Extraction of Nuclear Proteins and EMSA of LXR-DNA Binding Activity
After treatment and washing with cold PBS, the cells were suspended in 400 μl of cold buffer A (10 mm HEPES, pH 7.9, 10 mm KCl, 0.1 mm EDTA, 0.1 mm EGTA, 1 mm DTT, 0.5 mm PMSF) and incubated for 15 min on ice followed by addition of 50 μl of 10% Nonidet P-40 and vortex for 10 s. After spinning for 30 s at 16,200 × g at 4 °C, the pellet was saved and resuspended in 100 μl of cold buffer C (20 mm HEPES, pH 7.91, 400 mm KCl, 1 mm EDTA, 1 mm EGTA, 1 mm DTT, 1 mm PMSF, 10 μg/ml leupeptin/aprotinin) and kept on ice for 15 min. The mixture was spun again for 5 min, and the supernatant was collected as nuclear proteins and kept at −80 °C until assay.
To determine the binding activity of nuclear proteins to LXRE, the double-stranded oligonucleotides of IL-5 LXRE were end-labeled with [γ-32P]ATP using T4 polynucleotide kinase and purified with a MicroSpin G-25 column. The reaction of nuclear proteins (10 μg/sample) with the 32P-labeled probe in the presence or absence of the indicated competitor was completed. After reaction, the mixture was loaded on a precooled 5% polyacrylamide (38:2) native gel. The complex of nuclear protein·DNA probe was separated from the unbound probe by electrophoresis and detected by radiography after the gel was air-dried.

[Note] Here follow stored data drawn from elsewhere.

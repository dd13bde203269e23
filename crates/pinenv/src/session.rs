// Copyright (c) Contributors to the pinenv project.
// SPDX-License-Identifier: Apache-2.0

//! Session materialization: exposing a resolved environment to a process.

use std::collections::BTreeMap;
use std::path::PathBuf;
use std::sync::Arc;

use crate::environment::{EnvOp, PrependEnv, SetEnv};
use crate::store::StoreValidator;
use crate::{Error, ResolvedEnvironment};

#[cfg(test)]
#[path = "./session_test.rs"]
mod session_test;

/// Variable naming the environment a session was entered for.
pub const ENVIRONMENT_VAR: &str = "PINENV_ENVIRONMENT";

/// Variable marking a materialized session.
pub const ACTIVE_VAR: &str = "PINENV_ACTIVE";

/// The search path variable.
pub const PATH_VAR: &str = "PATH";

/// Environment variables of a session, owned by the caller.
///
/// Nothing here touches the variables of the running process; a context is
/// handed to the child that runs the session.
#[derive(Debug, Clone, Default, PartialEq, Eq)]
pub struct SessionContext {
    vars: BTreeMap<String, String>,
}

impl SessionContext {
    /// An empty context.
    pub fn new() -> Self {
        Self::default()
    }

    /// Snapshot of the current process's variables. Variables that are not
    /// valid unicode are skipped.
    pub fn from_current_process() -> Self {
        let vars = std::env::vars_os()
            .filter_map(|(k, v)| Some((k.into_string().ok()?, v.into_string().ok()?)))
            .collect();
        Self { vars }
    }

    pub fn get(&self, name: &str) -> Option<&str> {
        self.vars.get(name).map(String::as_str)
    }

    pub fn set<K: Into<String>, V: Into<String>>(&mut self, name: K, value: V) {
        self.vars.insert(name.into(), value.into());
    }

    pub fn remove(&mut self, name: &str) -> Option<String> {
        self.vars.remove(name)
    }

    /// All variables, sorted by name.
    pub fn vars(&self) -> impl Iterator<Item = (&str, &str)> {
        self.vars.iter().map(|(k, v)| (k.as_str(), v.as_str()))
    }

    /// Entries of `PATH`, in order.
    pub fn search_path(&self) -> Vec<PathBuf> {
        self.get(PATH_VAR)
            .map(|p| std::env::split_paths(p).collect())
            .unwrap_or_default()
    }

    /// Apply one environment variable operation.
    pub fn apply(&mut self, op: &EnvOp) {
        if let Some(var) = op.variable() {
            if let Some(value) = op.apply(self.get(var)) {
                self.set(var, value);
            }
        }
    }
}

/// Exposes resolved artifacts to a session.
pub trait SessionMaterializer {
    /// Mutate `context` so that it exposes `environment`, then apply `ops`.
    ///
    /// On error `context` is left untouched.
    fn materialize(
        &self,
        environment: &ResolvedEnvironment,
        ops: &[EnvOp],
        context: &mut SessionContext,
    ) -> crate::Result<()>;
}

/// Puts each artifact's `bin` directory in front of `PATH`.
#[derive(Debug, Clone)]
pub struct PathMaterializer {
    verify: bool,
    store: Option<Arc<dyn StoreValidator>>,
}

impl Default for PathMaterializer {
    fn default() -> Self {
        Self {
            verify: true,
            store: None,
        }
    }
}

impl PathMaterializer {
    pub fn new() -> Self {
        Self::default()
    }

    /// Skip checking that directories and entry points exist on disk.
    pub fn without_verification() -> Self {
        Self {
            verify: false,
            store: None,
        }
    }

    /// Also require every artifact path to be valid in `store`.
    pub fn with_store(mut self, store: Arc<dyn StoreValidator>) -> Self {
        self.store = Some(store);
        self
    }

    /// Run the checks `materialize` runs before touching a context.
    pub fn check(&self, environment: &ResolvedEnvironment) -> crate::Result<()> {
        if !self.verify {
            return Ok(());
        }
        self.check_on_disk(environment)?;
        if let Some(store) = &self.store {
            check_in_store(&**store, environment)?;
        }
        Ok(())
    }

    fn check_on_disk(&self, environment: &ResolvedEnvironment) -> crate::Result<()> {
        for dir in &environment.search_path {
            if !dir.is_dir() {
                return Err(Error::MaterializationFailed {
                    reason: format!("search path entry {} is not a directory", dir.display()),
                });
            }
        }
        for (name, tool) in &environment.tools {
            if !tool.entry_point.is_file() {
                return Err(Error::MaterializationFailed {
                    reason: format!(
                        "entry point for '{name}' not found at {}",
                        tool.entry_point.display()
                    ),
                });
            }
        }
        Ok(())
    }
}

fn check_in_store(
    store: &dyn StoreValidator,
    environment: &ResolvedEnvironment,
) -> crate::Result<()> {
    for artifact in &environment.artifacts {
        let valid = store
            .is_valid_path(&artifact.path)
            .map_err(|err| Error::MaterializationFailed {
                reason: format!("cannot check '{}' against the store: {err}", artifact.id),
            })?;
        if !valid {
            return Err(Error::MaterializationFailed {
                reason: format!(
                    "'{}' is not a valid store path: {}",
                    artifact.id,
                    artifact.path.display()
                ),
            });
        }
    }
    Ok(())
}

impl SessionMaterializer for PathMaterializer {
    fn materialize(
        &self,
        environment: &ResolvedEnvironment,
        ops: &[EnvOp],
        context: &mut SessionContext,
    ) -> crate::Result<()> {
        self.check(environment)?;

        let mut staged = context.clone();

        let mut entries = environment.search_path.clone();
        entries.extend(
            staged
                .search_path()
                .into_iter()
                .filter(|p| !environment.search_path.contains(p)),
        );
        let path = std::env::join_paths(&entries).map_err(|e| Error::MaterializationFailed {
            reason: format!("cannot build {PATH_VAR}: {e}"),
        })?;
        let path = path.into_string().map_err(|_| Error::MaterializationFailed {
            reason: format!("{PATH_VAR} is not valid unicode"),
        })?;

        staged.set(PATH_VAR, path);
        staged.set(ENVIRONMENT_VAR, environment.name.clone());
        staged.set(ACTIVE_VAR, "1");
        for op in ops {
            staged.apply(op);
        }

        tracing::debug!(
            environment = %environment.name,
            entries = environment.search_path.len(),
            "materialized session"
        );
        *context = staged;
        Ok(())
    }
}

/// Operations that reproduce a materialized session in a shell script,
/// followed by `ops`.
pub fn session_ops(environment: &ResolvedEnvironment, ops: &[EnvOp]) -> Vec<EnvOp> {
    let mut all = Vec::with_capacity(ops.len() + 3);
    if !environment.search_path.is_empty() {
        let value = environment
            .search_path
            .iter()
            .map(|p| p.display().to_string())
            .collect::<Vec<_>>()
            .join(":");
        all.push(EnvOp::Prepend(PrependEnv {
            prepend: PATH_VAR.to_string(),
            value,
            separator: None,
        }));
    }
    all.push(EnvOp::Set(SetEnv {
        set: ENVIRONMENT_VAR.to_string(),
        value: environment.name.clone(),
    }));
    all.push(EnvOp::Set(SetEnv {
        set: ACTIVE_VAR.to_string(),
        value: "1".to_string(),
    }));
    all.extend(ops.iter().cloned());
    all
}
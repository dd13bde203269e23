// Copyright (c) Contributors to the pinenv project.
// SPDX-License-Identifier: Apache-2.0

//! A project directory with a descriptor and a one-tool index for command
//! tests.

use std::os::unix::fs::PermissionsExt;
use std::path::{Path, PathBuf};

use tempfile::TempDir;

use crate::DescriptorFlags;

pub const DESCRIPTOR: &str = r#"
api: pinenv/v0
sources:
  pkgs: ./index/main
environments:
  dev:
    - hello
env:
  - set: GREETING
    value: hi
"#;

const SNAPSHOT: &str = r#"
api: pinenv/v0/catalog
revision: main
artifacts:
  hello:
    version: "2.12"
    path: store/hello-2.12
"#;

pub struct Project {
    pub tmp: TempDir,
}

impl Project {
    pub fn new() -> Self {
        let tmp = TempDir::new().unwrap();
        let index = tmp.path().join("index");
        std::fs::create_dir_all(index.join("store/hello-2.12/bin")).unwrap();
        let hello = index.join("store/hello-2.12/bin/hello");
        std::fs::write(&hello, "#!/bin/sh\necho hello\n").unwrap();
        std::fs::set_permissions(&hello, std::fs::Permissions::from_mode(0o755)).unwrap();
        std::fs::write(index.join("main.yaml"), SNAPSHOT).unwrap();
        std::fs::write(tmp.path().join(pinenv::DESCRIPTOR_FILENAME), DESCRIPTOR).unwrap();
        Self { tmp }
    }

    pub fn path(&self) -> &Path {
        self.tmp.path()
    }

    pub fn bin_dir(&self) -> PathBuf {
        self.path().join("index/store/hello-2.12/bin")
    }

    pub fn write_descriptor(&self, yaml: &str) {
        std::fs::write(self.path().join(pinenv::DESCRIPTOR_FILENAME), yaml).unwrap();
    }

    pub fn flags(&self) -> DescriptorFlags {
        DescriptorFlags {
            file: self.path().join(pinenv::DESCRIPTOR_FILENAME),
            retries: Some(0),
        }
    }
}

Reduction of Macrophage LXR Expression by siRNA
The shRNA against LXRα or LXRβ was constructed by subcloning the template oligonucleotides into pSilencer 5.1 Retro vector. The sense and antisense template oligonucleotides for LXRα or LXRβ siRNA were 5′-GATCCGTGCCTGATGTTTCTCCTGATTCAAGAGATCAGGAGAAACATCAGGCATTTTTTGGAAA-3′ and 5′-AGCTTTTCCAAAAAATGCCTGATGTTTCTCCTGATCTCTTGAATCAGGAGAAACATCAGGCACG-3′ or 5′-GATCCGGATTCAGAAGCAGCAACATTCAAGAGATGTTGCTGCTTCTGAATCCTTTTTTGGAAA-3′ and 5′-AGCTTTTCCAAAAAAGGATTCAGAAGCAGCAACATCTCTTGAATGTTGCTGCTTCTGAATCCG-3′. To determine the effect of LXR siRNA on IL-5 expression, primary macrophages in 6-well plates were transfected with shRNA against LXRα or LXRβ and scrambled shRNA using Roche X-tremeGENE HP DAN transfection reagent. After 24 h of transfection, the cells were switched to complete medium and continued the culture for 48 h. The cells were then lysed, and the cellular proteins were used to determine the expression of IL-5 and LXRα or LXRβ by Western blot.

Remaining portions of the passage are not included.